Source records:

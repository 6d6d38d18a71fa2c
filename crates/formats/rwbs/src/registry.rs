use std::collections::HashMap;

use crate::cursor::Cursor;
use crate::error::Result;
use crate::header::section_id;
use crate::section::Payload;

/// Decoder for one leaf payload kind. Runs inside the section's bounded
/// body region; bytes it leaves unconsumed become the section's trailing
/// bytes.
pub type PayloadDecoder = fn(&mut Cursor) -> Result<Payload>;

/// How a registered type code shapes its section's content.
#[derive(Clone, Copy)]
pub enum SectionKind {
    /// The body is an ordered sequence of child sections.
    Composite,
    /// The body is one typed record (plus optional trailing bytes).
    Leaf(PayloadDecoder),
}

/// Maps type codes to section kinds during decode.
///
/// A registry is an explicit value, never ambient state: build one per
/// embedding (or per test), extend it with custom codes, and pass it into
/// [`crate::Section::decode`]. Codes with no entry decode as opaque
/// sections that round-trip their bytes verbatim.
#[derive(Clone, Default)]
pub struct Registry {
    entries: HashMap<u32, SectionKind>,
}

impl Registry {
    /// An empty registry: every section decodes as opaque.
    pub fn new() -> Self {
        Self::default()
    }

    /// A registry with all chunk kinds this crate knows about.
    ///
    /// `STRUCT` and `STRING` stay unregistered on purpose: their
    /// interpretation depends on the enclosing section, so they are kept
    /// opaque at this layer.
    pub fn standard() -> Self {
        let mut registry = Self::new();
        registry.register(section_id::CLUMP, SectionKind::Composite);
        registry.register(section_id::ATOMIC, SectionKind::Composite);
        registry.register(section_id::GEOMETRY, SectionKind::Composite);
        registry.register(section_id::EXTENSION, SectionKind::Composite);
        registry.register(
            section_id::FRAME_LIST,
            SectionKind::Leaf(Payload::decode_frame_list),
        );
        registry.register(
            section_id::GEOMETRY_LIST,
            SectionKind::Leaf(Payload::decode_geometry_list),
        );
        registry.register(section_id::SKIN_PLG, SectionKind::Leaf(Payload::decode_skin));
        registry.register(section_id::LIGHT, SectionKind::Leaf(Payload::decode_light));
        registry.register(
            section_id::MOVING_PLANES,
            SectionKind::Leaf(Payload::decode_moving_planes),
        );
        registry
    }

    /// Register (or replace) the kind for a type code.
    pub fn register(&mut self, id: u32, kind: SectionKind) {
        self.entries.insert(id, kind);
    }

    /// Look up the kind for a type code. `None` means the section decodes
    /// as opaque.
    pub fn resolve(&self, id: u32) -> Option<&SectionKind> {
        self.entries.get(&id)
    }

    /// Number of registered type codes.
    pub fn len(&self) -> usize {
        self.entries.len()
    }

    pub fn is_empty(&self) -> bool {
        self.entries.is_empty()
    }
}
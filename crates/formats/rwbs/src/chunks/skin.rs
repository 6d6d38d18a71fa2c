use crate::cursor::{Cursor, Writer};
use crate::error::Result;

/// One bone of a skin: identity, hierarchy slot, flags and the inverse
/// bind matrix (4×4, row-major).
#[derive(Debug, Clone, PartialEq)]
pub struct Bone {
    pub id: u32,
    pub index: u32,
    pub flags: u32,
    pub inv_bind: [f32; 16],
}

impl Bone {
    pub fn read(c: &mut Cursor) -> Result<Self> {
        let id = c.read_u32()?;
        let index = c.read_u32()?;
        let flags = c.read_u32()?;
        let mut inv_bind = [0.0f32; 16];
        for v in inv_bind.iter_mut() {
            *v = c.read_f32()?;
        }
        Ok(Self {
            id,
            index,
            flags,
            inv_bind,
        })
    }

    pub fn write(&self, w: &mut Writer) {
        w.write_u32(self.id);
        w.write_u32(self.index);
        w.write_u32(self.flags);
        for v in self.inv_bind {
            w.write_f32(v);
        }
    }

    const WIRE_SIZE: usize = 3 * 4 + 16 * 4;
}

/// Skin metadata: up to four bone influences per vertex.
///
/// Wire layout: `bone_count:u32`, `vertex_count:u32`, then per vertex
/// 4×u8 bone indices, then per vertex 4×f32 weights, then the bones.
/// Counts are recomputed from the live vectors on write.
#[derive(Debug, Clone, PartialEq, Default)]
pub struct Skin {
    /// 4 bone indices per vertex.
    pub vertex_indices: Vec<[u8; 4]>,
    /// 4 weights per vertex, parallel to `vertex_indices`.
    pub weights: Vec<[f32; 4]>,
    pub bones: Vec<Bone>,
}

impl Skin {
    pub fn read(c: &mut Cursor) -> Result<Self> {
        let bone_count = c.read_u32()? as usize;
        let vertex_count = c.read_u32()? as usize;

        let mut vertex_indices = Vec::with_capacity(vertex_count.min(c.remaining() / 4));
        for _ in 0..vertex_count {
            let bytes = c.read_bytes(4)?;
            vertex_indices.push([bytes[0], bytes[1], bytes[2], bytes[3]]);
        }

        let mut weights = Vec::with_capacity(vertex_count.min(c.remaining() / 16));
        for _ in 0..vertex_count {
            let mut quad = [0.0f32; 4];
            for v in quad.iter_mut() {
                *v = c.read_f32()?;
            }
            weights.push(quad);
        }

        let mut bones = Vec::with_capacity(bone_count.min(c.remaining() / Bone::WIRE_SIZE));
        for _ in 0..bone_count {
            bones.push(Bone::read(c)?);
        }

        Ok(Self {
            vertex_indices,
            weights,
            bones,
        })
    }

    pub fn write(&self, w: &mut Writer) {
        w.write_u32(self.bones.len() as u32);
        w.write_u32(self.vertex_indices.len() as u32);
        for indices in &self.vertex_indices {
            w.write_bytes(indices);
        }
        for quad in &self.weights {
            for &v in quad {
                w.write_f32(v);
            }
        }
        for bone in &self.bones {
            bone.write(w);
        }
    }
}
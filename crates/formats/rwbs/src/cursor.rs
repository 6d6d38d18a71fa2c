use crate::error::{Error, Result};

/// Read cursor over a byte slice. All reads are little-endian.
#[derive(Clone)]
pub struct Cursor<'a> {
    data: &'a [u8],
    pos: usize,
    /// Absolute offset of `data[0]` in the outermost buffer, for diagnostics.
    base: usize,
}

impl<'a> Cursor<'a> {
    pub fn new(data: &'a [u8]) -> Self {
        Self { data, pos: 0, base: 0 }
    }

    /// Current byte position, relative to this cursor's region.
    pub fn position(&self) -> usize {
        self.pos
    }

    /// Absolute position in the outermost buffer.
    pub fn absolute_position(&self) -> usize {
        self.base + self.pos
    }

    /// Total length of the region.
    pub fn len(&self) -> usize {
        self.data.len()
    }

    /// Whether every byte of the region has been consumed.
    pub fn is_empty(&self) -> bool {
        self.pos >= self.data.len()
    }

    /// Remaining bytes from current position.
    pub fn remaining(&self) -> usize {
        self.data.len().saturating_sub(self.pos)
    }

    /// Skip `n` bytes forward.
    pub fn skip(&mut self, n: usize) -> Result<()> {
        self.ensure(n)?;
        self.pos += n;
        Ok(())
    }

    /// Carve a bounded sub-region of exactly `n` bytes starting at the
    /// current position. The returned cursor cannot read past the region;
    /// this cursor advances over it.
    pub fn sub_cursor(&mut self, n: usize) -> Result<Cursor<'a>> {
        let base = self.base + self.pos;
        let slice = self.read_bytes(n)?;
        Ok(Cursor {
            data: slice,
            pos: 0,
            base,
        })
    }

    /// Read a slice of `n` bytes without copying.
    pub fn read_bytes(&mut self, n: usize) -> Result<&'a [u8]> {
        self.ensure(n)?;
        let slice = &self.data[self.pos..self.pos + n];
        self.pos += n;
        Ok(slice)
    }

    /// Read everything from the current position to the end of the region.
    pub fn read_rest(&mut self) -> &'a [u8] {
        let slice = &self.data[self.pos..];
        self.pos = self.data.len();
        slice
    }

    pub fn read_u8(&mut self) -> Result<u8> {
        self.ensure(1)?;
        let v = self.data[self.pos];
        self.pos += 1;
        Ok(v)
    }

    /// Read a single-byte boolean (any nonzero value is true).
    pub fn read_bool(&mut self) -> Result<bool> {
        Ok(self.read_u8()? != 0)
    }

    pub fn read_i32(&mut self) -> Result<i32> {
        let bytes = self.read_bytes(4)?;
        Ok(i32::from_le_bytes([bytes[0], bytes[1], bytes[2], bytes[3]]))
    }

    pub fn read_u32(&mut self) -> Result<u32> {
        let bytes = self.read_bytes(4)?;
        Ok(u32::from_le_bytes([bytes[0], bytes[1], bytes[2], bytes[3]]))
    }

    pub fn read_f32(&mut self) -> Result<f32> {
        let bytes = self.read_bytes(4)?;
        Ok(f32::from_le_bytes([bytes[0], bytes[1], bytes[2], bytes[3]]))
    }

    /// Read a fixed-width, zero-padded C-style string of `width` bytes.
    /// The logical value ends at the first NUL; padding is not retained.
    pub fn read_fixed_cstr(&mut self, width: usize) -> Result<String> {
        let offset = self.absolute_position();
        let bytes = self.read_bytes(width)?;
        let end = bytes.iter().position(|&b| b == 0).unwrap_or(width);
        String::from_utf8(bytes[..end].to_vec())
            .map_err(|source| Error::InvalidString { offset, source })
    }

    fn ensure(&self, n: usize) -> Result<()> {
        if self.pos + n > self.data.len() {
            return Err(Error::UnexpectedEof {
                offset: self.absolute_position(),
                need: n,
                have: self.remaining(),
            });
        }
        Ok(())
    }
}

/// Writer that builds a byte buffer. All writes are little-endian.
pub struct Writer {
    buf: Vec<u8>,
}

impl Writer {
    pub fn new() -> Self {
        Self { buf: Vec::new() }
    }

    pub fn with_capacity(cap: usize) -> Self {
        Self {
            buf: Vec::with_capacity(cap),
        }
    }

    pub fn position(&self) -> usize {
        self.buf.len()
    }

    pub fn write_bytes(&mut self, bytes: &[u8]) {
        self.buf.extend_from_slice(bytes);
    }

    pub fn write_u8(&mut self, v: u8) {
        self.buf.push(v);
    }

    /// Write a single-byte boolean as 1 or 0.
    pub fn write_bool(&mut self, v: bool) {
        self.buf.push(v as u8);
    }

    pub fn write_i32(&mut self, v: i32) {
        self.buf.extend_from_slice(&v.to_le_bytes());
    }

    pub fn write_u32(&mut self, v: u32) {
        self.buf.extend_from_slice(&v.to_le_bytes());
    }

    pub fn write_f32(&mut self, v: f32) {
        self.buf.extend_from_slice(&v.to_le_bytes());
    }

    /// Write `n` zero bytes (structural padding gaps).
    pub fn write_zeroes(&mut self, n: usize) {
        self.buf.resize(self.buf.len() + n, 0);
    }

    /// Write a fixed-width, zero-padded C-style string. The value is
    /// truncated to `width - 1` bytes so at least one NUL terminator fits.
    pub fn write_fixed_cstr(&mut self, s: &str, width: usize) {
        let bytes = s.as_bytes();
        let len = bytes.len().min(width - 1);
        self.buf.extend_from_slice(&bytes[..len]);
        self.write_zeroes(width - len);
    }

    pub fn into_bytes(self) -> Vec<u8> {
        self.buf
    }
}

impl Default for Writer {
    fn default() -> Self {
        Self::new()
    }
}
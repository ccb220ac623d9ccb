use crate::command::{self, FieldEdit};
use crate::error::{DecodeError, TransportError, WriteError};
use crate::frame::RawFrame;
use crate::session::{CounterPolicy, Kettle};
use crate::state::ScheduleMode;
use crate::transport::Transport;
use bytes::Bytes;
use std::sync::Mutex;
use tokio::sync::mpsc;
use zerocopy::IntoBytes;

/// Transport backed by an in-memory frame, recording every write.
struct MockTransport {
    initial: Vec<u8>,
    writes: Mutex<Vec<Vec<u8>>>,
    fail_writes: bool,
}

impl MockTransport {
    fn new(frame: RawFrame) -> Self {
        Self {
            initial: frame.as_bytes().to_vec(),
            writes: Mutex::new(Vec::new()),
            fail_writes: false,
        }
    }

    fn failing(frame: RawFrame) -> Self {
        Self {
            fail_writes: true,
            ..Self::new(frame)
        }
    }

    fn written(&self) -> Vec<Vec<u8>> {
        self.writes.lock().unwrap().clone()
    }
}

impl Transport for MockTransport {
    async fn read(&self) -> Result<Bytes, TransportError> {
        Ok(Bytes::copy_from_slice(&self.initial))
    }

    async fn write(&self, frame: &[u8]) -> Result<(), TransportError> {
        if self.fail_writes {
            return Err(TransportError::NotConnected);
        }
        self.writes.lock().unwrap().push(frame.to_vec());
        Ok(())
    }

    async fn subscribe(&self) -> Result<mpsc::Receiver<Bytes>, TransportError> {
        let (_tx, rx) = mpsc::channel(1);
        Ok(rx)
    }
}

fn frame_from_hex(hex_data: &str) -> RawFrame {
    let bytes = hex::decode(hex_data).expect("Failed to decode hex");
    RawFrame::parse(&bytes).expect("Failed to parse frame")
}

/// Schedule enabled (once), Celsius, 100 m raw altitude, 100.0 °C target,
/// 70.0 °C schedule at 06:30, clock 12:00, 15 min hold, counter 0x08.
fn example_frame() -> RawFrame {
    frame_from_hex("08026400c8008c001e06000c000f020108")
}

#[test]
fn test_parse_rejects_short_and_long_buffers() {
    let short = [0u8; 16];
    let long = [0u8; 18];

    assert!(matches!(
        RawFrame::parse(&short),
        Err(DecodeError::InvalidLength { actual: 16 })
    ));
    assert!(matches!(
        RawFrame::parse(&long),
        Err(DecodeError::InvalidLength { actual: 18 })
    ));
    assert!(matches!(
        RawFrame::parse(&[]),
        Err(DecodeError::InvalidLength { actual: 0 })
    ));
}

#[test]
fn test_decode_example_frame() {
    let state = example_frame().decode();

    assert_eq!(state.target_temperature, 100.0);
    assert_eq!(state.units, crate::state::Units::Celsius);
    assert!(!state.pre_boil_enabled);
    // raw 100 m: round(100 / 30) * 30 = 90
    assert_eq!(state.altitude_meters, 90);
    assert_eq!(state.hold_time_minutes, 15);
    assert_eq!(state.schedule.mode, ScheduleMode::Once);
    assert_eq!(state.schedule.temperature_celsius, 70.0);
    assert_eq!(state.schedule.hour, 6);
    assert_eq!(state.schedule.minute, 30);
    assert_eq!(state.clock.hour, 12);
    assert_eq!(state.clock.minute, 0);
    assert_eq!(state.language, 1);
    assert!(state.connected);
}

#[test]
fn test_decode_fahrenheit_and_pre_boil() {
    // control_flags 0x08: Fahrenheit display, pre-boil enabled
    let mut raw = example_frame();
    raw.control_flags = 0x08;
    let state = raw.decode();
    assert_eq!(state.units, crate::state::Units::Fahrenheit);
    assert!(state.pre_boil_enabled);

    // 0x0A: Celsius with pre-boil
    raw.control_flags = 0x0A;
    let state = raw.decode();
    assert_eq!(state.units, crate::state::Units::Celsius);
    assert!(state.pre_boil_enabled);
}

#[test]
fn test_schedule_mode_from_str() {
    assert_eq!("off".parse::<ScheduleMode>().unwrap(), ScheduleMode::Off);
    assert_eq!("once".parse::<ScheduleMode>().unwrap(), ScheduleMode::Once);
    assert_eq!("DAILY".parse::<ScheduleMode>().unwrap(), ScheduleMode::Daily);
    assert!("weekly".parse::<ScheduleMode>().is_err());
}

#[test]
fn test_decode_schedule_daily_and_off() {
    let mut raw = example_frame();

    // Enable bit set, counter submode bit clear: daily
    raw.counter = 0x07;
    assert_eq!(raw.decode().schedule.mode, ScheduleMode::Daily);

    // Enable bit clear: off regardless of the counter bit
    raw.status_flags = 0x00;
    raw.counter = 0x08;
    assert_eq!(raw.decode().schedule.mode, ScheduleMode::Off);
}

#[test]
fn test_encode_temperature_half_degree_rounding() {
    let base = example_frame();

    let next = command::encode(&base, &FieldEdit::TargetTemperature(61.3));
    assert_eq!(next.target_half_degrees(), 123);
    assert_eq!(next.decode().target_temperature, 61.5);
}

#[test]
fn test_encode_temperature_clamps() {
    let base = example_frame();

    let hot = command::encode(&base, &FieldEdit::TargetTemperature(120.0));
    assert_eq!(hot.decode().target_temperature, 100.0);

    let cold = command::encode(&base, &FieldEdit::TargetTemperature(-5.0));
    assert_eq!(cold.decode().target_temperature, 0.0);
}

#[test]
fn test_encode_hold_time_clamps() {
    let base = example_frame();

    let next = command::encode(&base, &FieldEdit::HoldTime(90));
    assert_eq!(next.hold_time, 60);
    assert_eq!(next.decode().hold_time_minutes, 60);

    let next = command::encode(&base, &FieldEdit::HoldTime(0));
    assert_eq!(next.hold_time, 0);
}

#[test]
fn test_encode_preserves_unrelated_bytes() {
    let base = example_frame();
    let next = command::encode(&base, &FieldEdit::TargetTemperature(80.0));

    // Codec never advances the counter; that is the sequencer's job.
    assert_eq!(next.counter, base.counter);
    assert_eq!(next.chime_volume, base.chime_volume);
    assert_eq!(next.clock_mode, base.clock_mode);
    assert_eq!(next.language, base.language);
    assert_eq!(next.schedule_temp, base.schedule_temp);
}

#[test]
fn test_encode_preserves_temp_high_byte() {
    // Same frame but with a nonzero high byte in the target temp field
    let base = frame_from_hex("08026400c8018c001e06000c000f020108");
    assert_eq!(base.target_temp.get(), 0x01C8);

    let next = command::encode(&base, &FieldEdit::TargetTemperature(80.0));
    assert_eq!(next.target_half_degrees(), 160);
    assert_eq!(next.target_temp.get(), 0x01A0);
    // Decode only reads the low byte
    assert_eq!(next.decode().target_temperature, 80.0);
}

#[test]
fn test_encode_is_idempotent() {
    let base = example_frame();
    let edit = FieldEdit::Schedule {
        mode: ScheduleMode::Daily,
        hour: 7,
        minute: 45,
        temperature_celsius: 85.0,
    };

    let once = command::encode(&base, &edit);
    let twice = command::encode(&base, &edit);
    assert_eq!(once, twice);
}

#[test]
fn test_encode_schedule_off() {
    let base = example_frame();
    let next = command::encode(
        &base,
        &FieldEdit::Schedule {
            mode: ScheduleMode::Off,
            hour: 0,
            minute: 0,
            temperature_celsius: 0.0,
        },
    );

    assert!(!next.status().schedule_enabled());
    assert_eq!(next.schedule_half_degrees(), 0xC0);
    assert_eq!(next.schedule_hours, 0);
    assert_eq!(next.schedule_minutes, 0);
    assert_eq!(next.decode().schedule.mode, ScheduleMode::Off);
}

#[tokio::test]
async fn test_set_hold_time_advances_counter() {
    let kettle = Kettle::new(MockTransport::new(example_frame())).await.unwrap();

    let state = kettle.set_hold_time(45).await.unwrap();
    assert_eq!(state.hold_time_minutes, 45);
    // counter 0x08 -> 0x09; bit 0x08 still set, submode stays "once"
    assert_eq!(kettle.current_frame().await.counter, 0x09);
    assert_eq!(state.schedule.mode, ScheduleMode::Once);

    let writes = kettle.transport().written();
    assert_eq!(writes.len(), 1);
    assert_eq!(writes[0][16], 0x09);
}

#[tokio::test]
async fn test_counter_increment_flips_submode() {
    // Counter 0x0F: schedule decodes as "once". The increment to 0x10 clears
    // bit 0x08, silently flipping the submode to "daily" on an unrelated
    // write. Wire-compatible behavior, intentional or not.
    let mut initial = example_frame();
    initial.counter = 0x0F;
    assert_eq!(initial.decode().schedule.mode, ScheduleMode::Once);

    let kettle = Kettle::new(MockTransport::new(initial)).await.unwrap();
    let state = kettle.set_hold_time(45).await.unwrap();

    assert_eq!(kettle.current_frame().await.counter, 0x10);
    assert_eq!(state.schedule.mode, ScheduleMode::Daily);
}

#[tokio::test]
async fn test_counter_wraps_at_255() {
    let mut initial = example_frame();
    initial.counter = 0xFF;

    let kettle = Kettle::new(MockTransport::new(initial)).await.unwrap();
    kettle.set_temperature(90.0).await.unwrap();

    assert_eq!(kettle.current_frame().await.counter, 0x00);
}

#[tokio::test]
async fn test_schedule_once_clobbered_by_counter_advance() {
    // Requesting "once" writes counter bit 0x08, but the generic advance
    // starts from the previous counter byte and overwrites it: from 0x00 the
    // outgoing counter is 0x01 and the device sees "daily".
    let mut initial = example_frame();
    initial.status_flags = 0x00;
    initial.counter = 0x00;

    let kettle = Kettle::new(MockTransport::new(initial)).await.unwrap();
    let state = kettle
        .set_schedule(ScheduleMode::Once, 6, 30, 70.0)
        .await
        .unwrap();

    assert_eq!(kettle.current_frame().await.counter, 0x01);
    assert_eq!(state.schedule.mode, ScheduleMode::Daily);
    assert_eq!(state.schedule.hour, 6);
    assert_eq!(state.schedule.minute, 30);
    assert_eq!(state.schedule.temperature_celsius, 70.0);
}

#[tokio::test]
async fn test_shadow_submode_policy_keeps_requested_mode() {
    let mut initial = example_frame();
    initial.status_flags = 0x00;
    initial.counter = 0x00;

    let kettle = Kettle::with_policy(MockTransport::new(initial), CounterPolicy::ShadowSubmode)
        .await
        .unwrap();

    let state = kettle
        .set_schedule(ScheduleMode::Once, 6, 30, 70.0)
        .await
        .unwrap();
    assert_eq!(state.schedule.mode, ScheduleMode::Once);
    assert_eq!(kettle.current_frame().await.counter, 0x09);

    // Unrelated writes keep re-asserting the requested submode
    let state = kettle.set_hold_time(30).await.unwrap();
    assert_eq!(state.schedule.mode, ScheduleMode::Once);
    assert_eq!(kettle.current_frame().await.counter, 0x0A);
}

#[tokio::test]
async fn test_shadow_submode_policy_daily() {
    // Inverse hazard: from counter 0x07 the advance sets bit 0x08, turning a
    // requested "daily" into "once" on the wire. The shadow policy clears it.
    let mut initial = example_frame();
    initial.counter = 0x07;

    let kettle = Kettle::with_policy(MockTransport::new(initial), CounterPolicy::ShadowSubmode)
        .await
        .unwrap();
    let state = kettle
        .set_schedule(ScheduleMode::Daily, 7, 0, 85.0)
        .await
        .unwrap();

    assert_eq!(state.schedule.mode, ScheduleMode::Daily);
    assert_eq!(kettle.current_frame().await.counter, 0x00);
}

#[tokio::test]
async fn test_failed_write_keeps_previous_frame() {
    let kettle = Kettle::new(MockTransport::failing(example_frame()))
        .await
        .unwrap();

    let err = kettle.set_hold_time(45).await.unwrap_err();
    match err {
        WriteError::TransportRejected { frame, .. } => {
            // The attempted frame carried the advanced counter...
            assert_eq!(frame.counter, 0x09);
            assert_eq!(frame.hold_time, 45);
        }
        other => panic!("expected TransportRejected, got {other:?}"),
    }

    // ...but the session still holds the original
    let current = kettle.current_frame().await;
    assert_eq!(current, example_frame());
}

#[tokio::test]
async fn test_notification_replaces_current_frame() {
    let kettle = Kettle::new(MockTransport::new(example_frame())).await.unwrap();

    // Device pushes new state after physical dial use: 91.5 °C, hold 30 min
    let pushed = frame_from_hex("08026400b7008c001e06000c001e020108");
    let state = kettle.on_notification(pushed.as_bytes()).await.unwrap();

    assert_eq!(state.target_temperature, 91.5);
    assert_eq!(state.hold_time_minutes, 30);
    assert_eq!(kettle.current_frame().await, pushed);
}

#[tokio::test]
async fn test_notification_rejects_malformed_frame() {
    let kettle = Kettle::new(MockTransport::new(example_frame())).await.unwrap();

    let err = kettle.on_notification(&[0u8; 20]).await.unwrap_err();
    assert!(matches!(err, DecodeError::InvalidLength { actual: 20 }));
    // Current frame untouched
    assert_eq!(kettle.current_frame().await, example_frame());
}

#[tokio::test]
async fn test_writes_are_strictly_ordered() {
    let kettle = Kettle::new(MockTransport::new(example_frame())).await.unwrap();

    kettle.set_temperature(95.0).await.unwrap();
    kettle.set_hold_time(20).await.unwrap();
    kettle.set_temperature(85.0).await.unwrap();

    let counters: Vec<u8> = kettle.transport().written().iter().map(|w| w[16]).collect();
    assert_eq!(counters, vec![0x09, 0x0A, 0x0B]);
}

Required action:
Quote the data above verbatim from its first line to the line that includes "registry.register(section_id::CLUMP, SectionKind::Composite);", with both boundary lines retained.

Answer space:
repository 6d6d38d18a71fa2c
filename crates/formats/rwbs/src/registry.rs
use std::collections::HashMap;

use crate::cursor::Cursor;
use crate::error::Result;
use crate::header::section_id;
use crate::section::Payload;

/// Decoder for one leaf payload kind. Runs inside the section's bounded
/// body region; bytes it leaves unconsumed become the section's trailing
/// bytes.
pub type PayloadDecoder = fn(&mut Cursor) -> Result<Payload>;

/// How a registered type code shapes its section's content.
#[derive(Clone, Copy)]
pub enum SectionKind {
    /// The body is an ordered sequence of child sections.
    Composite,
    /// The body is one typed record (plus optional trailing bytes).
    Leaf(PayloadDecoder),
}

/// Maps type codes to section kinds during decode.
///
/// A registry is an explicit value, never ambient state: build one per
/// embedding (or per test), extend it with custom codes, and pass it into
/// [`crate::Section::decode`]. Codes with no entry decode as opaque
/// sections that round-trip their bytes verbatim.
#[derive(Clone, Default)]
pub struct Registry {
    entries: HashMap<u32, SectionKind>,
}

impl Registry {
    /// An empty registry: every section decodes as opaque.
    pub fn new() -> Self {
        Self::default()
    }

    /// A registry with all chunk kinds this crate knows about.
    ///
    /// `STRUCT` and `STRING` stay unregistered on purpose: their
    /// interpretation depends on the enclosing section, so they are kept
    /// opaque at this layer.
    pub fn standard() -> Self {
        let mut registry = Self::new();
        registry.register(section_id::CLUMP, SectionKind::Composite);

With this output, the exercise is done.